-- Recorded information follows --
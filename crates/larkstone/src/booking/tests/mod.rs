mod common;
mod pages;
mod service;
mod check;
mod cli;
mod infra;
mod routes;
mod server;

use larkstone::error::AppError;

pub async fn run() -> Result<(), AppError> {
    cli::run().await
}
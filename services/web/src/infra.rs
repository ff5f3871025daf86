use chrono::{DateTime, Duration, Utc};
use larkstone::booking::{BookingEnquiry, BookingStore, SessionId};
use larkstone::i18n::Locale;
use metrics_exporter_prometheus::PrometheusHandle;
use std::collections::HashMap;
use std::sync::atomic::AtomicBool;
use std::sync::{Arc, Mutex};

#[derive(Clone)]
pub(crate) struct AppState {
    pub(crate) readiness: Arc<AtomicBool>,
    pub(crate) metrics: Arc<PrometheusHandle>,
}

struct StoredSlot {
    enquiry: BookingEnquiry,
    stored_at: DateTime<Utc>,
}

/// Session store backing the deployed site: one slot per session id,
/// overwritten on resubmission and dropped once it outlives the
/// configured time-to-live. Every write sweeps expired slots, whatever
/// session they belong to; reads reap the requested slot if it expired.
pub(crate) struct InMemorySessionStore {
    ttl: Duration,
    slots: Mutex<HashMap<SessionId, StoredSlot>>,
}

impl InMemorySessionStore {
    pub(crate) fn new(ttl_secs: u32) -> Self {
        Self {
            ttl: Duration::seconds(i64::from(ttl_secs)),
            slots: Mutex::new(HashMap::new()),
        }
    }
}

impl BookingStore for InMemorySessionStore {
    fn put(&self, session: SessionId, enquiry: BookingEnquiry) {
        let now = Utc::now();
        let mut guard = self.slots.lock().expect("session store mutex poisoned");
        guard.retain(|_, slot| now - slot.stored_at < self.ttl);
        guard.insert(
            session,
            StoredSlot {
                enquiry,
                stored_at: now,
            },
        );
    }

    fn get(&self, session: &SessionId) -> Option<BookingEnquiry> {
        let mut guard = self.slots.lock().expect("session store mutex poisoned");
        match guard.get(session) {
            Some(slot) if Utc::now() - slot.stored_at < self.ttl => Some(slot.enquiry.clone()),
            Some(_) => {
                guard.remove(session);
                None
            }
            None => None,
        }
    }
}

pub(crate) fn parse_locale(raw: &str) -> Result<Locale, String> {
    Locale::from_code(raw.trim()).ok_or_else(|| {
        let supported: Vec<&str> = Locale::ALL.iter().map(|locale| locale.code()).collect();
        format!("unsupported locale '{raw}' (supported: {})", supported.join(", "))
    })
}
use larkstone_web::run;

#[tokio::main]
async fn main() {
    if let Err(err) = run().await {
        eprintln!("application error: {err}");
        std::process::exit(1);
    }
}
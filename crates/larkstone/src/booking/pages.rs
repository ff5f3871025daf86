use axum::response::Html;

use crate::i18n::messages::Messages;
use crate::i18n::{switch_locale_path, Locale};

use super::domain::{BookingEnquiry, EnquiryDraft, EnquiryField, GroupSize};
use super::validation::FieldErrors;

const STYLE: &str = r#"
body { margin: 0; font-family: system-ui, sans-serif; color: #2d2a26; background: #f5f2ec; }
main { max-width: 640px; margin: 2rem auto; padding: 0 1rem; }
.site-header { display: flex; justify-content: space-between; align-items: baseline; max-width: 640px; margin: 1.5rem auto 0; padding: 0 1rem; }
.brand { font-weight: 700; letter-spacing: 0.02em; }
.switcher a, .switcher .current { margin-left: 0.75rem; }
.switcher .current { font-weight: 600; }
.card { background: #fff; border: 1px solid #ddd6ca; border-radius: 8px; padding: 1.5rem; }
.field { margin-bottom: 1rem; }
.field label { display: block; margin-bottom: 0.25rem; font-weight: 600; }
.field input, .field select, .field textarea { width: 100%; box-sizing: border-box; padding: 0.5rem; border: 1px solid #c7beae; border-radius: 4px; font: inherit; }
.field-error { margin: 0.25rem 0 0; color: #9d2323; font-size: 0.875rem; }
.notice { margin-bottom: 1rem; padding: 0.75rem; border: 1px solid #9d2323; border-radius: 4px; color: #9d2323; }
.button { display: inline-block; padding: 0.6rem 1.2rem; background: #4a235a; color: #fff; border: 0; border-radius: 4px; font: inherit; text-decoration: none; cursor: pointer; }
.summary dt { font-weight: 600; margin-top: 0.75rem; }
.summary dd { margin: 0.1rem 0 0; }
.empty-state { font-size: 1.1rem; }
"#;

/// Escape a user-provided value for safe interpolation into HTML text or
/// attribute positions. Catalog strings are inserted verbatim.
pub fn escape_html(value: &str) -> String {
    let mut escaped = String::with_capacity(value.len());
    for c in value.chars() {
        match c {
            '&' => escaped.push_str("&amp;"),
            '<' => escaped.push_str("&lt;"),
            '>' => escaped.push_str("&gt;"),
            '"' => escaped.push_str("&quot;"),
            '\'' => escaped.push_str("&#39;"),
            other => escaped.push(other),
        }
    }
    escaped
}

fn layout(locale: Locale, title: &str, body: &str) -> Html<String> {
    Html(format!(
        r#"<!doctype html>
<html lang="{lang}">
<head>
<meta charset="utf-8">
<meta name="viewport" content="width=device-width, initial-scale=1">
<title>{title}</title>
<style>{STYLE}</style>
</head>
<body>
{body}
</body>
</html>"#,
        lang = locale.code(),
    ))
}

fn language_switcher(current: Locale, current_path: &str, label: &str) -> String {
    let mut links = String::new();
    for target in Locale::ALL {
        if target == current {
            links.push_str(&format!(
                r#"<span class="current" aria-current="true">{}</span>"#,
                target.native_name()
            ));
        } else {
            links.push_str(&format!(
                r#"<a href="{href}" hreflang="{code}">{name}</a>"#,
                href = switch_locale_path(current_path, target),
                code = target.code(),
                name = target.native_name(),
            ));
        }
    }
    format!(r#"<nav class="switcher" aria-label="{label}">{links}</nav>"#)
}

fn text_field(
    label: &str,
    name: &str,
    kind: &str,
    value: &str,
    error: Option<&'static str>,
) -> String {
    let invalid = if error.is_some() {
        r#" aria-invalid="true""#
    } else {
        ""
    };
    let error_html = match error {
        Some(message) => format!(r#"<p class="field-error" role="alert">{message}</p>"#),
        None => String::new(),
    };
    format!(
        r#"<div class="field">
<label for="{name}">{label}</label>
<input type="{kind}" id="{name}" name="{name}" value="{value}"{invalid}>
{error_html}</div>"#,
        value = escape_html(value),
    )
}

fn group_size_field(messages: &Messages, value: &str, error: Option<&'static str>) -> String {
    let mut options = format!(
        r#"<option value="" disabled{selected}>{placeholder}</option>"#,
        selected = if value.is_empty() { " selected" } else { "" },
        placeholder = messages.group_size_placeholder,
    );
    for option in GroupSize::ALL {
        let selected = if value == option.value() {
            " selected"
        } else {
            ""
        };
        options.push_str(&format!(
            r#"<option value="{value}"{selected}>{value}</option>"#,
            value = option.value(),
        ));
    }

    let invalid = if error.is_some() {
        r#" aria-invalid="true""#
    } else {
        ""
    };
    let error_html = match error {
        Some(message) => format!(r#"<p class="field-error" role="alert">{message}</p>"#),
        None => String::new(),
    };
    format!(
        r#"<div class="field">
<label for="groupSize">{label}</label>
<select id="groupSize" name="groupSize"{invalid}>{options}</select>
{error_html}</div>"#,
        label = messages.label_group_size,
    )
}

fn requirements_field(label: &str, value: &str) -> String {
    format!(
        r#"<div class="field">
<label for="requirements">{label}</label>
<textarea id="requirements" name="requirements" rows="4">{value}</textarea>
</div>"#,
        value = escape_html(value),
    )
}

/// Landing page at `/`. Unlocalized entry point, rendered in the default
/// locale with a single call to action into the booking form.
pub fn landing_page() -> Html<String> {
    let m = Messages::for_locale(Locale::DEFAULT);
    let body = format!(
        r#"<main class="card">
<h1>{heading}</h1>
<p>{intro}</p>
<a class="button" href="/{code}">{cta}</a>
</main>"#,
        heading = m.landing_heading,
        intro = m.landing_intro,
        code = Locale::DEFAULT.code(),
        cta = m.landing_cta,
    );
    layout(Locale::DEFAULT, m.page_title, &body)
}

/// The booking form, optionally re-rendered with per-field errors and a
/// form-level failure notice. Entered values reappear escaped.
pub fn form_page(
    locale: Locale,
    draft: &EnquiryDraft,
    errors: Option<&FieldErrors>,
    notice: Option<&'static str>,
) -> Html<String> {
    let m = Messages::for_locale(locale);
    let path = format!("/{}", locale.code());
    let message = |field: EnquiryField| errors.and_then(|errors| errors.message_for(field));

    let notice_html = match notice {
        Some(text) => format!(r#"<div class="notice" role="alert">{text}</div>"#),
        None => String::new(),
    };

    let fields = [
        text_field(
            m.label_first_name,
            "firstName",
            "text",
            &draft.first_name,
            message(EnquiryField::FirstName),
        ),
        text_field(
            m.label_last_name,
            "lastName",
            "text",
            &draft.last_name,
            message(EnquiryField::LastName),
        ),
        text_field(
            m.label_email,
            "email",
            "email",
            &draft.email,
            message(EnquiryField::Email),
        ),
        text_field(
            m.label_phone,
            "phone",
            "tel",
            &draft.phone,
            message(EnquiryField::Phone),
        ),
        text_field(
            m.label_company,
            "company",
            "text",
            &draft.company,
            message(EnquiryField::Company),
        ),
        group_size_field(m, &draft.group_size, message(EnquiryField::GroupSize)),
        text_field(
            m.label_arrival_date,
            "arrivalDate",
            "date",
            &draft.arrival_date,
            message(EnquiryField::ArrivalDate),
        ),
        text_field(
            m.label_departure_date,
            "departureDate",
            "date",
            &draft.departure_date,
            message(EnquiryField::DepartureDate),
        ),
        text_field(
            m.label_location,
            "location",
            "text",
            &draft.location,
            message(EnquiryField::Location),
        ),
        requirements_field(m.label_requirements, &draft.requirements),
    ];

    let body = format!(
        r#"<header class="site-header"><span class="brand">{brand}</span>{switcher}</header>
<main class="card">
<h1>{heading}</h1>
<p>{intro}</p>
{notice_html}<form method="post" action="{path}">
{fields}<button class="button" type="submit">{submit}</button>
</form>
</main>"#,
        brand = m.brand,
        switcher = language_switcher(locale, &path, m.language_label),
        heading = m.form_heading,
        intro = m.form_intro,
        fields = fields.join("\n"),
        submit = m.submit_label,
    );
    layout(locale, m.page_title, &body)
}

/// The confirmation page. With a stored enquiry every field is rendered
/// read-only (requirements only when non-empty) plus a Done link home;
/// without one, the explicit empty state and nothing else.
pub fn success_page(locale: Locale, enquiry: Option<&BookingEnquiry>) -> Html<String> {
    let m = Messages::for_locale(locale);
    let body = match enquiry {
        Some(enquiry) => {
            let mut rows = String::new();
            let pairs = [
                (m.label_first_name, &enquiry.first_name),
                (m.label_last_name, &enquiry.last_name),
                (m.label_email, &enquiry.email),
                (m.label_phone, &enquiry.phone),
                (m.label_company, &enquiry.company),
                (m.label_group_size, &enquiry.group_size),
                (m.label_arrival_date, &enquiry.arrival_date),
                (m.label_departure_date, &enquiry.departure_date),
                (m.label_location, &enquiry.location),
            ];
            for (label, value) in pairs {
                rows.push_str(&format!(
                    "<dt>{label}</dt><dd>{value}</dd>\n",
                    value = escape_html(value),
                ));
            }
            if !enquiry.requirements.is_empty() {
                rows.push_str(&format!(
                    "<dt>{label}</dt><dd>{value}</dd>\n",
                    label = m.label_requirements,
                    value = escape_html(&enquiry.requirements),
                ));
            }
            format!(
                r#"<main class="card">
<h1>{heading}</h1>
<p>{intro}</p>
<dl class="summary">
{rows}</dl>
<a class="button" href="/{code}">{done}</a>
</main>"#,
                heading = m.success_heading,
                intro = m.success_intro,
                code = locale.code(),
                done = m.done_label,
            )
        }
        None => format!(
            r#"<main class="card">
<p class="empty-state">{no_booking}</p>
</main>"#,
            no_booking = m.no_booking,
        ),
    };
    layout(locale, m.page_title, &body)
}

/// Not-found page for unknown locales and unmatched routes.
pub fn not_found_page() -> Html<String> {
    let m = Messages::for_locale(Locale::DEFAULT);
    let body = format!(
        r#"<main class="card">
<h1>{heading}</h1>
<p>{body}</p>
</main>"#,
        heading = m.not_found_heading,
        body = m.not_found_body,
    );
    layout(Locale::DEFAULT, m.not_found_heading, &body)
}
-- Recorded information concluded --
Could you copy each line of the material that holds "Duration"?

use chrono::{DateTime, Duration, Utc};
    ttl: Duration,
            ttl: Duration::seconds(i64::from(ttl_secs)),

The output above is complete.